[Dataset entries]
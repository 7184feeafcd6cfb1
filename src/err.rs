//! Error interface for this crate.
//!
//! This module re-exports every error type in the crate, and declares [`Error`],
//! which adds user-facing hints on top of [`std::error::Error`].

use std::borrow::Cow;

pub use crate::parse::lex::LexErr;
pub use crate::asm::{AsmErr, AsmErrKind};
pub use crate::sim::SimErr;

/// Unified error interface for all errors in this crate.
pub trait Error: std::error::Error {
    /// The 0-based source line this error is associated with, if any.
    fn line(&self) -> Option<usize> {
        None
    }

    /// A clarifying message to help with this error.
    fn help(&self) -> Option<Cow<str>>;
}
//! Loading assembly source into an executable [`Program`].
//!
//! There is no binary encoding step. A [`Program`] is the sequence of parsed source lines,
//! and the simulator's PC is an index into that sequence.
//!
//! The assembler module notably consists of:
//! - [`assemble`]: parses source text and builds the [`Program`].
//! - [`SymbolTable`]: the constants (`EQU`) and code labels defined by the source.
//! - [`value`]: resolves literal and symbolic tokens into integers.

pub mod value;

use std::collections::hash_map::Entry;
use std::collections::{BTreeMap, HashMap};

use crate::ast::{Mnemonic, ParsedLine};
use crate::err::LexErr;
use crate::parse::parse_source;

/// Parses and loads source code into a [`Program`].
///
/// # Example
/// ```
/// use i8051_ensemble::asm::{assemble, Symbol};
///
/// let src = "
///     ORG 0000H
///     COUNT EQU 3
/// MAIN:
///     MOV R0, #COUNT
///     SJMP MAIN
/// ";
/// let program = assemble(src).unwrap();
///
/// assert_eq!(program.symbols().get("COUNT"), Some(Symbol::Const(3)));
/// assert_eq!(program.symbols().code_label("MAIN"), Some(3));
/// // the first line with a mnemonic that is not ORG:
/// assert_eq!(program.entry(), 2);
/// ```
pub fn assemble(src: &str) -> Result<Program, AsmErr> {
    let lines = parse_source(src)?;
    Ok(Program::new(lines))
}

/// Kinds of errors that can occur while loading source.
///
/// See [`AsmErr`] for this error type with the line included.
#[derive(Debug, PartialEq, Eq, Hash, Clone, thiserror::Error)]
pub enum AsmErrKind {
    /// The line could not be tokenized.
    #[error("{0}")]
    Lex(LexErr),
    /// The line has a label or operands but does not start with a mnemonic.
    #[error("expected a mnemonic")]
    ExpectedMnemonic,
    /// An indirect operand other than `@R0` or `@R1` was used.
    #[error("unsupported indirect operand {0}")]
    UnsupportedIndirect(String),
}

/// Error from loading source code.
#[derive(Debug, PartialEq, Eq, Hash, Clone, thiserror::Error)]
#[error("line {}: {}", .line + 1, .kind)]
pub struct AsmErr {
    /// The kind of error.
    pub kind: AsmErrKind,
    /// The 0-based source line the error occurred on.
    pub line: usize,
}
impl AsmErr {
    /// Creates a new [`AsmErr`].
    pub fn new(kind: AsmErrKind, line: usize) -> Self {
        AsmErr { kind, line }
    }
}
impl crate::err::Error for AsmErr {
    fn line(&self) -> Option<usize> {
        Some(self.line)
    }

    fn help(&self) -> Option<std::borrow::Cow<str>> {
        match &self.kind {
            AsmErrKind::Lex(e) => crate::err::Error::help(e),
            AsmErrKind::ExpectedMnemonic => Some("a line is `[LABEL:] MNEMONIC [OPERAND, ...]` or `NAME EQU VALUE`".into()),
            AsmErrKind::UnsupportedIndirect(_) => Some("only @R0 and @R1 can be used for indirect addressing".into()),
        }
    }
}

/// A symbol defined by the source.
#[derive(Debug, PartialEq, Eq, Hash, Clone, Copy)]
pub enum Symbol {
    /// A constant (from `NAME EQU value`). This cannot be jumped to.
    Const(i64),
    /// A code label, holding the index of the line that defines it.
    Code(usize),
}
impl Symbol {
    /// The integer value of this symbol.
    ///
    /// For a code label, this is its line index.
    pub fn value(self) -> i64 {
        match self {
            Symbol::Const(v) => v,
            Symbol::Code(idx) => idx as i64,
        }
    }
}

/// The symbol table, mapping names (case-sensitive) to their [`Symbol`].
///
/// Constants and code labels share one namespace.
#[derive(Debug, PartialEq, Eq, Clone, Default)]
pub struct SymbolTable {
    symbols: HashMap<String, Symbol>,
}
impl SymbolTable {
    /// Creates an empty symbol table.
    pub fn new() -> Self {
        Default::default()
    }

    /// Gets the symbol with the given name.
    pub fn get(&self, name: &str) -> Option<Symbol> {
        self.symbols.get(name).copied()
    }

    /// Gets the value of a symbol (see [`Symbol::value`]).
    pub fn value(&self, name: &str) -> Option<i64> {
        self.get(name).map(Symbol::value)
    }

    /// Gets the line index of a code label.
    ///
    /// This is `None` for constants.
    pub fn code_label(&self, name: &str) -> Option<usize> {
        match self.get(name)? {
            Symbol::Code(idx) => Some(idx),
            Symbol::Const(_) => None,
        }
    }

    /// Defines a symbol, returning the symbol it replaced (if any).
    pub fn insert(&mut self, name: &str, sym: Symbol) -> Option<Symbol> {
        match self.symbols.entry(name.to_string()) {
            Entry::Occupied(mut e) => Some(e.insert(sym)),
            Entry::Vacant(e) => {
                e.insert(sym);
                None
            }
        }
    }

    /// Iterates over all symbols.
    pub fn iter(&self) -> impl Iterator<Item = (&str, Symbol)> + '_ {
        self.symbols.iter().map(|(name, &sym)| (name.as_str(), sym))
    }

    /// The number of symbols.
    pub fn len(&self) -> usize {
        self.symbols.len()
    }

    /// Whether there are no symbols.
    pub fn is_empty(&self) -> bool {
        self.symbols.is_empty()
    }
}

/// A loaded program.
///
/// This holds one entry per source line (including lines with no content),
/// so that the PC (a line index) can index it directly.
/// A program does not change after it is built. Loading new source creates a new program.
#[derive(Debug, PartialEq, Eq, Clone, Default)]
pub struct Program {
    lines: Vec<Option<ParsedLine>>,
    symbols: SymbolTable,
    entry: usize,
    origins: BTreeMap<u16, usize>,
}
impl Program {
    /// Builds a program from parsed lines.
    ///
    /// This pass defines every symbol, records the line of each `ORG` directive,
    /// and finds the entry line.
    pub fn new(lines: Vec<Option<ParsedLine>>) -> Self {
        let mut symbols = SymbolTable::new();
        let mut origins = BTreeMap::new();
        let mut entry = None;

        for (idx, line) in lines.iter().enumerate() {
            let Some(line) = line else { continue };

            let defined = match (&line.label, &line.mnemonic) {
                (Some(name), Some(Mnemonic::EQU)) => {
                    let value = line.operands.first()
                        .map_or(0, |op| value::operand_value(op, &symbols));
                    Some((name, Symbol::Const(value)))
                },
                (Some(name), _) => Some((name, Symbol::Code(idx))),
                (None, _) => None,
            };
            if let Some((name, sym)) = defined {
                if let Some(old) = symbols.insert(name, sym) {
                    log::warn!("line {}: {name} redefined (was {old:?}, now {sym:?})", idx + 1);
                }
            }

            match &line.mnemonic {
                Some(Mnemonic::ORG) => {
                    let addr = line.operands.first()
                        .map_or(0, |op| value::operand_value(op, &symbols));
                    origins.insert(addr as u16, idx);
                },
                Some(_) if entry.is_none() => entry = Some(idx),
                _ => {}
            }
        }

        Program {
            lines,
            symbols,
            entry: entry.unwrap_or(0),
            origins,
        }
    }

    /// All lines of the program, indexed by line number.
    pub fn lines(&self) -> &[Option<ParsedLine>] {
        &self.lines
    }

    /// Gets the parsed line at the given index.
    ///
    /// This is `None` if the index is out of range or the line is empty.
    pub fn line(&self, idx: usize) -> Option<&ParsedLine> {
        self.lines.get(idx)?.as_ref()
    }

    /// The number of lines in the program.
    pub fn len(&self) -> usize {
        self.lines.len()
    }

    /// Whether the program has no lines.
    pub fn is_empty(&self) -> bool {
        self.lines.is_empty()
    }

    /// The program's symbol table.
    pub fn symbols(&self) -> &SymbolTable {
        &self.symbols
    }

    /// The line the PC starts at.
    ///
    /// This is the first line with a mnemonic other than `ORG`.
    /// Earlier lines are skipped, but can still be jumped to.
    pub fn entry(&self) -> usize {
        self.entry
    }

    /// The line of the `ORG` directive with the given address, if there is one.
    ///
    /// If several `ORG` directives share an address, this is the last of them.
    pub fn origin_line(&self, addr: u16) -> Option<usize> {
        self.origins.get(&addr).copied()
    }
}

Aim of the exercise:
Nothing but the lines from the one with "pub fn entry(&self)" through the last line of the data should appear; print them exactly.

Task answer:
    pub fn entry(&self) -> usize {
        self.entry
    }

    /// The line of the `ORG` directive with the given address, if there is one.
    ///
    /// If several `ORG` directives share an address, this is the last of them.
    pub fn origin_line(&self, addr: u16) -> Option<usize> {
        self.origins.get(&addr).copied()
    }
}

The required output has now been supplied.